A volume sensor was fabricated and connected to a catheter that was used as a shunt to withdraw CSF. In vitro bench-top calibration experiments were created to provide data for the animal experiments and to validate the sensors. To validate the measurement technique in a physiological system, hydrocephalus was induced in weanling rats by kaolin injection into the cisterna magna. At 28 days after induction, the sensor was implanted into the lateral ventricles. After sealing the skull using dental cement, an acute CSF drainage/infusion protocol consisting of 4 sequential phases was performed with a pump. Implant location was confirmed via radiography using intraventricular iohexol contrast administration.
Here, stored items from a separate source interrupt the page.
impl Store {
    /// Open (and if needed create) the database at the given path.
    pub fn open(path: &Path) -> Result<Self, StoreError> {
        if let Some(parent) = path.parent()
            && !parent.as_os_str().is_empty()
        {
            std::fs::create_dir_all(parent).map_err(|e| StoreError::Unavailable {
                message: format!("Cannot create database directory: {e}"),
            })?;
        }
        let conn = Connection::open(path).map_err(unavailable)?;
        conn.pragma_update(None, "journal_mode", "WAL")
            .map_err(unavailable)?;
        Self::init(conn, &path.display().to_string())
    }

    /// Open an in-memory database. Used by tests.
    pub fn open_in_memory() -> Result<Self, StoreError> {
        let conn = Connection::open_in_memory().map_err(unavailable)?;
        Self::init(conn, ":memory:")
    }

    fn init(conn: Connection, location: &str) -> Result<Self, StoreError> {
        conn.pragma_update(None, "foreign_keys", "ON")
            .map_err(unavailable)?;
        conn.execute_batch(
            "CREATE TABLE IF NOT EXISTS papers (
                id INTEGER PRIMARY KEY AUTOINCREMENT,
                title TEXT NOT NULL,
                authors TEXT NOT NULL DEFAULT '',
                abstract TEXT NOT NULL DEFAULT '',
                year INTEGER,
                full_text TEXT NOT NULL,
                file_path TEXT NOT NULL,
                file_name TEXT NOT NULL UNIQUE,
                page_count INTEGER NOT NULL DEFAULT 0,
                created_at TEXT NOT NULL
            );
            CREATE TABLE IF NOT EXISTS summaries (
                id INTEGER PRIMARY KEY AUTOINCREMENT,
                paper_id INTEGER NOT NULL UNIQUE REFERENCES papers(id) ON DELETE CASCADE,
                overview TEXT NOT NULL,
                key_findings TEXT NOT NULL DEFAULT '',
                methodology TEXT NOT NULL DEFAULT '',
                contributions TEXT NOT NULL DEFAULT '',
                limitations TEXT NOT NULL DEFAULT '',
                created_at TEXT NOT NULL
            );
            CREATE TABLE IF NOT EXISTS synthesis (
                id INTEGER PRIMARY KEY AUTOINCREMENT,
                narrative TEXT NOT NULL,
                themes TEXT NOT NULL,
                gaps TEXT NOT NULL,
                directions TEXT NOT NULL,
                papers_included TEXT NOT NULL,
                paper_count INTEGER NOT NULL,
                survey TEXT NOT NULL,
                created_at TEXT NOT NULL
            );",
        )
        .map_err(unavailable)?;
        info!(location, "Store initialized");
        Ok(Self {
            conn: Mutex::new(conn),
        })
    }

    fn conn(&self) -> MutexGuard<'_, Connection> {
        self.conn.lock().unwrap_or_else(|poisoned| poisoned.into_inner())
    }

    /// Insert a paper, or overwrite the existing row for the same source
    /// filename (re-runs replace, keeping the original identifier).
    pub fn insert_paper(&self, paper: &NewPaper) -> Result<i64, StoreError> {
        let conn = self.conn();
        let existing: Option<i64> = conn
            .query_row(
                "SELECT id FROM papers WHERE file_name = ?1",
                params![paper.file_name],
                |row| row.get(0),
            )
            .optional()
            .map_err(unavailable)?;

        let id = match existing {
            Some(id) => {
                conn.execute(
                    "UPDATE papers SET title = ?1, authors = ?2, abstract = ?3, year = ?4,
                     full_text = ?5, file_path = ?6, page_count = ?7 WHERE id = ?8",
                    params![
                        paper.title,
                        paper.authors,
                        paper.abstract_text,
                        paper.year,
                        paper.full_text,
                        paper.file_path,
                        paper.page_count as i64,
                        id
                    ],
                )
                .map_err(unavailable)?;
                debug!(paper_id = id, file = %paper.file_name, "Overwrote paper for re-run");
                id
            }
            None => {
                conn.execute(
                    "INSERT INTO papers (title, authors, abstract, year, full_text,
                     file_path, file_name, page_count, created_at)
                     VALUES (?1, ?2, ?3, ?4, ?5, ?6, ?7, ?8, ?9)",
                    params![
                        paper.title,
                        paper.authors,
                        paper.abstract_text,
                        paper.year,
                        paper.full_text,
                        paper.file_path,
                        paper.file_name,
                        paper.page_count as i64,
                        Utc::now().to_rfc3339(),
                    ],
                )
                .map_err(unavailable)?;
                conn.last_insert_rowid()
            }
        };
        Ok(id)
    }

    pub fn get_paper(&self, id: i64) -> Result<Paper, StoreError> {
        self.conn()
            .query_row(
                "SELECT id, title, authors, abstract, year, full_text, file_path,
                 file_name, page_count, created_at FROM papers WHERE id = ?1",
                params![id],
                paper_from_row,
            )
            .optional()
            .map_err(unavailable)?
            .ok_or(StoreError::PaperNotFound { id })
    }

    /// All papers ordered by identifier ascending. Empty store yields an
    /// empty list, not an error.
    pub fn list_papers(&self) -> Result<Vec<Paper>, StoreError> {
        let conn = self.conn();
        let mut stmt = conn
            .prepare(
                "SELECT id, title, authors, abstract, year, full_text, file_path,
                 file_name, page_count, created_at FROM papers ORDER BY id ASC",
            )
            .map_err(unavailable)?;
        let rows = stmt
            .query_map([], paper_from_row)
            .map_err(unavailable)?
            .collect::<Result<Vec<_>, _>>()
            .map_err(unavailable)?;
        Ok(rows)
    }

    /// Insert or replace the summary for a paper. At most one summary per
    /// paper; the row is updated in place so summary ids are never reused.
    pub fn upsert_summary(&self, paper_id: i64, summary: &NewSummary) -> Result<i64, StoreError> {
        let conn = self.conn();
        let paper_exists: Option<i64> = conn
            .query_row(
                "SELECT id FROM papers WHERE id = ?1",
                params![paper_id],
                |row| row.get(0),
            )
            .optional()
            .map_err(unavailable)?;
        if paper_exists.is_none() {
            return Err(StoreError::PaperNotFound { id: paper_id });
        }

        let existing: Option<i64> = conn
            .query_row(
                "SELECT id FROM summaries WHERE paper_id = ?1",
                params![paper_id],
                |row| row.get(0),
            )
            .optional()
            .map_err(unavailable)?;

        let id = match existing {
            Some(id) => {
                conn.execute(
                    "UPDATE summaries SET overview = ?1, key_findings = ?2, methodology = ?3,
                     contributions = ?4, limitations = ?5 WHERE id = ?6",
                    params![
                        summary.overview,
                        summary.key_findings,
                        summary.methodology,
                        summary.contributions,
                        summary.limitations,
                        id
                    ],
                )
                .map_err(unavailable)?;
                debug!(paper_id, summary_id = id, "Replaced existing summary");
                id
            }
            None => {
                conn.execute(
                    "INSERT INTO summaries (paper_id, overview, key_findings, methodology,
                     contributions, limitations, created_at)
                     VALUES (?1, ?2, ?3, ?4, ?5, ?6, ?7)",
                    params![
                        paper_id,
                        summary.overview,
                        summary.key_findings,
                        summary.methodology,
                        summary.contributions,
                        summary.limitations,
                        Utc::now().to_rfc3339(),
                    ],
                )
                .map_err(unavailable)?;
                conn.last_insert_rowid()
            }
        };
        Ok(id)
    }

    pub fn get_summary(&self, paper_id: i64) -> Result<Summary, StoreError> {
        self.conn()
            .query_row(
                "SELECT id, paper_id, overview, key_findings, methodology, contributions,
                 limitations, created_at FROM summaries WHERE paper_id = ?1",
                params![paper_id],
                summary_from_row,
            )
            .optional()
            .map_err(unavailable)?
            .ok_or(StoreError::SummaryNotFound { paper_id })
    }

    /// All summaries ordered by paper identifier ascending.
    pub fn list_summaries(&self) -> Result<Vec<Summary>, StoreError> {
        let conn = self.conn();
        let mut stmt = conn
            .prepare(
                "SELECT id, paper_id, overview, key_findings, methodology, contributions,
                 limitations, created_at FROM summaries ORDER BY paper_id ASC",
            )
            .map_err(unavailable)?;
        let rows = stmt
            .query_map([], summary_from_row)
            .map_err(unavailable)?
            .collect::<Result<Vec<_>, _>>()
            .map_err(unavailable)?;
        Ok(rows)
    }

    /// Insert or replace the synthesis record. At most one exists at a
    /// time; a re-run replaces it in place.
    pub fn upsert_synthesis(&self, synthesis: &NewSynthesis) -> Result<i64, StoreError> {
        let conn = self.conn();
        let themes = serde_json::to_string(&synthesis.themes).unwrap_or_default();
        let gaps = serde_json::to_string(&synthesis.gaps).unwrap_or_default();
        let directions = serde_json::to_string(&synthesis.directions).unwrap_or_default();
        let included = serde_json::to_string(&synthesis.papers_included).unwrap_or_default();

        let existing: Option<i64> = conn
            .query_row("SELECT id FROM synthesis LIMIT 1", [], |row| row.get(0))
            .optional()
            .map_err(unavailable)?;

        let id = match existing {
            Some(id) => {
                conn.execute(
                    "UPDATE synthesis SET narrative = ?1, themes = ?2, gaps = ?3,
                     directions = ?4, papers_included = ?5, paper_count = ?6,
                     survey = ?7, created_at = ?8 WHERE id = ?9",
                    params![
                        synthesis.narrative,
                        themes,
                        gaps,
                        directions,
                        included,
                        synthesis.papers_included.len() as i64,
                        synthesis.survey,
                        Utc::now().to_rfc3339(),
                        id
                    ],
                )
                .map_err(unavailable)?;
                debug!(synthesis_id = id, "Replaced existing synthesis");
                id
            }
            None => {
                conn.execute(
                    "INSERT INTO synthesis (narrative, themes, gaps, directions,
                     papers_included, paper_count, survey, created_at)
                     VALUES (?1, ?2, ?3, ?4, ?5, ?6, ?7, ?8)",
                    params![
                        synthesis.narrative,
                        themes,
                        gaps,
                        directions,
                        included,
                        synthesis.papers_included.len() as i64,
                        synthesis.survey,
                        Utc::now().to_rfc3339(),
                    ],
                )
                .map_err(unavailable)?;
                conn.last_insert_rowid()
            }
        };
        Ok(id)
    }

    pub fn get_synthesis(&self) -> Result<Synthesis, StoreError> {
        self.conn()
            .query_row(
                "SELECT id, narrative, themes, gaps, directions, papers_included,
                 paper_count, survey, created_at FROM synthesis LIMIT 1",
                [],
                synthesis_from_row,
            )
            .optional()
            .map_err(unavailable)?
            .ok_or(StoreError::SynthesisNotFound)
    }

    /// Record counts across all three tables.
    pub fn counts(&self) -> Result<StoreCounts, StoreError> {
        let conn = self.conn();
        let count = |table: &str| -> Result<usize, StoreError> {
            conn.query_row(&format!("SELECT COUNT(*) FROM {table}"), [], |row| {
                row.get::<_, i64>(0)
            })
            .map(|n| n as usize)
            .map_err(unavailable)
        };
        Ok(StoreCounts {
            papers: count("papers")?,
            summaries: count("summaries")?,
            syntheses: count("synthesis")?,
        })
    }
}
Controlled CSF shunting in vivo with hydrocephalic rats resulted in precise and accurate sensor measurements (r = 0.98). Shunting resulted in a 17.3% maximum measurement error between measured volume and actual volume as assessed by a Bland-Altman plot. A secondary outcome confirmed that both ventricular volume and intracranial pressure decreased during CSF shunting and increased during infusion. Ventricular enlargement consistent with successful hydrocephalus induction was confirmed using imaging, as well as postmortem. These results indicate that volume monitoring is feasible for clinical cases of hydrocephalus.
This work marks a departure from traditional shunting systems currently used to treat hydrocephalus. The overall clinical application is to provide alternative monitoring and treatment options for patients. Future work includes development and testing of a chronic (long-term) volume monitoring system.